This installment of the Beat borrows an idea that showed up recently in a couple of posts on econ twitter (hat-tips to @RobinBrooksIIF and @TheStalwart). Though there are many more moving parts to the economic dynamics than shown in the figures below, they still reveal a clear and important lesson regarding countercyclical economic policy: swift and substantial policy responses to economic shocks make a positive difference to the course of the subsequent recovery. In this case, that difference is measured by how quickly real consumer spending regained its prior trend.
The figures plot real consumer spending against pre-recession trends. In the first figure, covering the recession that followed the bursting of the housing bubble, we see a downshift in trend that persists even as the expansion takes hold. In the second figure, which tracks the pandemic-induced recession, we see real spending quickly climb back to its pre-recession trend.

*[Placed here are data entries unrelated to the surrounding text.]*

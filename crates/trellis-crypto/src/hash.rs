//! Blake2b-256 content hashing.
//!
//! All Trellis identities and field digests are Blake2b-256. Lists of byte
//! strings are hashed with a chained construction: the running 32-byte digest
//! is rehashed together with each element. Chaining makes the result
//! prefix-safe (`[a, b]` and `[ab]` hash differently) and lets an absent
//! element still advance the chain by rehashing the digest alone.

use blake2::digest::consts::U32;
use blake2::{Blake2b, Digest};

/// Digest length in bytes.
pub const HASH_LEN: usize = 32;

type Blake2b256 = Blake2b<U32>;

/// Single-shot Blake2b-256 of a byte string.
#[must_use]
pub fn hash(data: &[u8]) -> [u8; HASH_LEN] {
    let mut hasher = Blake2b256::new();
    hasher.update(data);
    hasher.finalize().into()
}

/// Prefix-safe hash over a list of byte strings.
///
/// Starts from 32 zero bytes; each element folds the previous digest and the
/// element through one Blake2b-256 round. An empty list returns the 32 zero
/// bytes unchanged.
#[must_use]
pub fn hash_list<'a, I>(items: I) -> [u8; HASH_LEN]
where
    I: IntoIterator<Item = &'a [u8]>,
{
    let mut chain = ChainHasher::new();
    for item in items {
        chain.update(item);
    }
    chain.finalize()
}

/// Incremental chain hasher with the same semantics as [`hash_list`].
#[derive(Debug, Clone)]
pub struct ChainHasher {
    digest: [u8; HASH_LEN],
}

impl ChainHasher {
    /// Start a new chain at the all-zero digest.
    #[must_use]
    pub fn new() -> Self {
        Self {
            digest: [0u8; HASH_LEN],
        }
    }

    /// Continue a chain from an existing digest.
    #[must_use]
    pub fn from_digest(digest: [u8; HASH_LEN]) -> Self {
        Self { digest }
    }

    /// Fold one element into the chain: `digest = H(digest || part)`.
    pub fn update(&mut self, part: &[u8]) {
        let mut hasher = Blake2b256::new();
        hasher.update(self.digest);
        hasher.update(part);
        self.digest = hasher.finalize().into();
    }

    /// Fold several parts as a single chain round: `digest = H(digest || p0 || p1 ...)`.
    pub fn update_parts(&mut self, parts: &[&[u8]]) {
        let mut hasher = Blake2b256::new();
        hasher.update(self.digest);
        for part in parts {
            hasher.update(part);
        }
        self.digest = hasher.finalize().into();
    }

    /// Advance the chain without an element: `digest = H(digest)`.
    ///
    /// Used when a referenced item is absent but must still influence the
    /// final digest.
    pub fn update_absent(&mut self) {
        let mut hasher = Blake2b256::new();
        hasher.update(self.digest);
        self.digest = hasher.finalize().into();
    }

    /// Current digest without consuming the hasher.
    #[must_use]
    pub fn digest(&self) -> [u8; HASH_LEN] {
        self.digest
    }

    /// Consume the hasher and return the digest.
    #[must_use]
    pub fn finalize(self) -> [u8; HASH_LEN] {
        self.digest
    }
}

impl Default for ChainHasher {
    fn default() -> Self {
        Self::new()
    }
}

One reason for this difference is the greater magnitude of fiscal response to the pandemic-induced recession. The second figure provides some evidence for this claim by adding the Congressional Budget Office’s July 2020 forecast of real spending, which did not, of course, include the impact of President Biden’s Rescue Plan that passed in March of 2021. While spending would have partially recovered, it was expected to remain below trend.
As noted, there are many more factors in play here, including the fact that different shocks (e.g., pandemics vs. bursting bubbles) have different macroeconomic impacts. But even so, one lesson from recent economic history is that a quick and fulsome response to a negative shock can hasten the return to the pre-crisis trend.